Three cars are driving on a track that forms a perfect circle and is wide enough that multiple cars can pass anytime. The car that is leading in the race right now is driving at 55 MPH and the car that is trailing at the last is going at 45 MPH. The car that is in the middle is somewhere between these two speeds.
Right now, you can assume that there is a distance of x miles between the leading car and the middle car and x miles between the middle car and the last car and also, x is not equal to 0 or 1.
The cars maintain their speed till the leading car catches up with the last car and then every car stops.
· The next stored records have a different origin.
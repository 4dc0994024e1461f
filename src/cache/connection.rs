//! Cache Facade
//!
//! `Cache` is a plain configuration value. Opening it yields a running
//! `Connection` that owns the shard table, the eviction strategy and the
//! background tasks.

use std::sync::atomic::{AtomicBool, Ordering};
use std::sync::Arc;
use std::time::Duration;

use bytes::Bytes;
use parking_lot::Mutex;
use tokio::task::JoinHandle;
use tokio_util::sync::CancellationToken;
use tracing::{info, warn};

use crate::cache::{Counters, Entry, Expiry, Reclaim, ShardTable, Stats};
use crate::checkpoint::{self, CheckpointConfig, CheckpointReport};
use crate::error::{CacheError, Result};
use crate::eviction::{EvictionMode, EvictionStrategy};
use crate::tasks::{spawn_checkpoint_task, spawn_reclaim_task};

// == Cache ==
/// Configuration for a cache. Building one allocates nothing and starts
/// no background work; see `Cache::open`.
#[derive(Debug, Clone)]
pub struct Cache {
    default_ttl: Duration,
    gc_interval: Duration,
    eviction: EvictionMode,
    checkpoint: Option<CheckpointConfig>,
}

impl Cache {
    // == Constructor ==
    /// Creates a cache configuration.
    ///
    /// # Arguments
    /// * `default_ttl` - TTL applied by `Connection::write`; zero never expires
    /// * `gc_interval` - Period of the background reclaim loop
    pub fn new(default_ttl: Duration, gc_interval: Duration) -> Self {
        Self {
            default_ttl,
            gc_interval,
            eviction: EvictionMode::default(),
            checkpoint: None,
        }
    }

    pub fn with_eviction(mut self, eviction: EvictionMode) -> Self {
        self.eviction = eviction;
        self
    }

    pub fn with_checkpoint(mut self, checkpoint: CheckpointConfig) -> Self {
        self.checkpoint = Some(checkpoint);
        self
    }

    pub fn default_ttl(&self) -> Duration {
        self.default_ttl
    }

    pub fn gc_interval(&self) -> Duration {
        self.gc_interval
    }

    pub fn eviction(&self) -> EvictionMode {
        self.eviction
    }

    pub fn checkpoint(&self) -> Option<&CheckpointConfig> {
        self.checkpoint.as_ref()
    }

    // == Open ==
    /// Allocates an empty shard table and starts background eviction.
    ///
    /// With checkpointing configured, the latest checkpoint is restored
    /// before this returns and the checkpoint timer is started. Shards that
    /// fail to restore start empty; they never fail the open.
    ///
    /// Must be called from within a Tokio runtime.
    pub async fn open(&self, name: &str) -> Result<Connection> {
        if self.gc_interval.is_zero() {
            return Err(CacheError::InvalidConfig(
                "gc interval must be greater than zero".to_string(),
            ));
        }
        if let Some(cfg) = &self.checkpoint {
            if cfg.interval.is_zero() {
                return Err(CacheError::InvalidConfig(
                    "checkpoint interval must be greater than zero".to_string(),
                ));
            }
        }

        let shared = Arc::new(Shared::new(self.default_ttl, self.eviction));
        if let Some(cfg) = &self.checkpoint {
            checkpoint::restore(
                &shared.table,
                shared.strategy.as_ref(),
                cfg.store.as_ref(),
                &cfg.location,
            )
            .await;
        }

        let shutdown = CancellationToken::new();
        let mut tasks = vec![spawn_reclaim_task(
            shared.clone(),
            self.gc_interval,
            shutdown.child_token(),
        )];
        if let Some(cfg) = &self.checkpoint {
            tasks.push(spawn_checkpoint_task(
                shared.clone(),
                cfg.clone(),
                shutdown.child_token(),
            ));
        }

        info!(
            "Opened connection {}: default_ttl={:?}, gc_interval={:?}, eviction={}",
            name,
            self.default_ttl,
            self.gc_interval,
            shared.strategy.name()
        );

        Ok(Connection {
            name: name.to_string(),
            shared,
            checkpoint: self.checkpoint.clone(),
            shutdown,
            tasks: Mutex::new(tasks),
        })
    }
}

// == Shared State ==
/// State reachable from both callers and background tasks.
#[derive(Debug)]
pub(crate) struct Shared {
    pub(crate) table: ShardTable,
    pub(crate) strategy: Box<dyn EvictionStrategy>,
    pub(crate) counters: Counters,
    pub(crate) default_ttl: Duration,
    pub(crate) closed: AtomicBool,
}

impl Shared {
    pub(crate) fn new(default_ttl: Duration, eviction: EvictionMode) -> Self {
        Self {
            table: ShardTable::new(),
            strategy: eviction.build(),
            counters: Counters::new(),
            default_ttl,
            closed: AtomicBool::new(false),
        }
    }

    fn ensure_open(&self) -> Result<()> {
        if self.closed.load(Ordering::Acquire) {
            Err(CacheError::Closed)
        } else {
            Ok(())
        }
    }

    // == Write ==
    /// Stores the entry, then settles eviction bookkeeping against it. The
    /// shard lock is released before the strategy is called.
    pub(crate) fn write(&self, key: &[u8], value: Bytes, ttl: Duration) {
        let expires_at = Expiry::after(ttl);
        self.table
            .shard_for(key)
            .set(key.to_vec(), Entry::with_expiry(value, expires_at));
        self.strategy.sync(&self.table, key, Some(expires_at));
    }

    // == Read ==
    /// Returns the live value for `key`, evicting it if it has expired.
    pub(crate) fn read(&self, key: &[u8]) -> Result<Bytes> {
        let shard = self.table.shard_for(key);
        let now = Expiry::now();
        match shard.get(key) {
            Some(entry) if !entry.is_expired_at(now) => {
                self.counters.record_hit();
                Ok(entry.value)
            }
            Some(_) => {
                if shard.remove_if_expired(key, now) == Reclaim::Removed {
                    self.counters.record_lazy_eviction();
                }
                self.counters.record_miss();
                Err(CacheError::NotFound)
            }
            None => {
                self.counters.record_miss();
                Err(CacheError::NotFound)
            }
        }
    }

    pub(crate) fn delete(&self, key: &[u8]) -> bool {
        let removed = self.table.shard_for(key).delete(key);
        self.strategy.sync(&self.table, key, None);
        removed.is_some_and(|entry| !entry.is_expired())
    }

    /// One pass of the active reclaim strategy.
    pub(crate) fn reclaim_expired(&self) -> usize {
        let removed = self.strategy.tick(&self.table, Expiry::now());
        self.counters.record_reclaimed(removed);
        removed
    }

    pub(crate) fn stats(&self) -> Stats {
        self.counters
            .snapshot(self.table.size(), self.strategy.tracked())
    }
}

// == Connection ==
/// A live cache instance.
///
/// `write`, `read`, `delete` and `stats` are synchronous and may be called
/// from any number of threads through a shared reference. After `close`
/// they fail with `CacheError::Closed`.
#[derive(Debug)]
pub struct Connection {
    name: String,
    shared: Arc<Shared>,
    checkpoint: Option<CheckpointConfig>,
    shutdown: CancellationToken,
    tasks: Mutex<Vec<JoinHandle<()>>>,
}

impl Connection {
    pub fn name(&self) -> &str {
        &self.name
    }

    pub fn default_ttl(&self) -> Duration {
        self.shared.default_ttl
    }

    pub fn is_closed(&self) -> bool {
        self.shared.closed.load(Ordering::Acquire)
    }

    /// Writes `value` with the connection's default TTL.
    pub fn write(&self, key: impl AsRef<[u8]>, value: impl Into<Bytes>) -> Result<()> {
        self.write_ttl(key, value, self.shared.default_ttl)
    }

    /// Writes `value` with an explicit TTL. A zero TTL never expires.
    ///
    /// Overwrites replace value and expiry together.
    pub fn write_ttl(
        &self,
        key: impl AsRef<[u8]>,
        value: impl Into<Bytes>,
        ttl: Duration,
    ) -> Result<()> {
        self.shared.ensure_open()?;
        self.shared.write(key.as_ref(), value.into(), ttl);
        Ok(())
    }

    /// Reads the value for `key`.
    ///
    /// Returns `CacheError::NotFound` for absent keys and for keys whose
    /// TTL has elapsed, even if the reclaim loop has not removed them yet.
    pub fn read(&self, key: impl AsRef<[u8]>) -> Result<Bytes> {
        self.shared.ensure_open()?;
        self.shared.read(key.as_ref())
    }

    /// Removes `key`. Returns whether a live entry was removed.
    pub fn delete(&self, key: impl AsRef<[u8]>) -> Result<bool> {
        self.shared.ensure_open()?;
        Ok(self.shared.delete(key.as_ref()))
    }

    /// Approximate statistics; see `Stats` for the consistency model.
    pub fn stats(&self) -> Result<Stats> {
        self.shared.ensure_open()?;
        Ok(self.shared.stats())
    }

    /// Writes a checkpoint now, outside the periodic timer.
    pub async fn record_checkpoint(&self) -> Result<CheckpointReport> {
        self.shared.ensure_open()?;
        let cfg = self.checkpoint_config()?;
        Ok(checkpoint::record(&self.shared.table, cfg.store.as_ref(), &cfg.location).await)
    }

    /// Reloads every shard from the latest checkpoint.
    pub async fn restore_checkpoint(&self) -> Result<CheckpointReport> {
        self.shared.ensure_open()?;
        let cfg = self.checkpoint_config()?;
        Ok(checkpoint::restore(
            &self.shared.table,
            self.shared.strategy.as_ref(),
            cfg.store.as_ref(),
            &cfg.location,
        )
        .await)
    }

    fn checkpoint_config(&self) -> Result<&CheckpointConfig> {
        self.checkpoint
            .as_ref()
            .ok_or_else(|| CacheError::InvalidConfig("checkpointing is not configured".to_string()))
    }

    // == Close ==
    /// Stops the background tasks and waits for them to exit.
    ///
    /// Records a final checkpoint if configured, then releases all entries.
    /// A second call returns `CacheError::Closed`.
    pub async fn close(&self) -> Result<()> {
        if self.shared.closed.swap(true, Ordering::AcqRel) {
            return Err(CacheError::Closed);
        }

        self.shutdown.cancel();
        let tasks = std::mem::take(&mut *self.tasks.lock());
        for task in tasks {
            if let Err(e) = task.await {
                warn!("Background task for {} ended abnormally: {}", self.name, e);
            }
        }

        if let Some(cfg) = self.checkpoint.as_ref().filter(|cfg| cfg.checkpoint_on_close) {
            checkpoint::record(&self.shared.table, cfg.store.as_ref(), &cfg.location).await;
        }

        self.shared.strategy.on_close();
        self.shared.table.clear();
        info!("Closed connection {}", self.name);
        Ok(())
    }
}

impl Drop for Connection {
    fn drop(&mut self) {
        self.shutdown.cancel();
    }
}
In this scenario, do you think of any point when the distance between any two pairs will again be x miles i.e. the pairs will be x distance apart at the same time ?

A car is crossing a 20 km-long bridge. The bridge can support at most 1500kg of weight over it. If somehow, the weight on the bridge becomes more than that, it will break.

Now, the weight of the car is exactly 1500kg. At the midway, a bird comes and sits on the roof of the car. This bird weighs exactly 200 grams.
Can you tell if the bridge breaks at this point or not?

In the following series, a set of numbers is progressing with a particular pattern. Can you deduce that pattern and find the missing set?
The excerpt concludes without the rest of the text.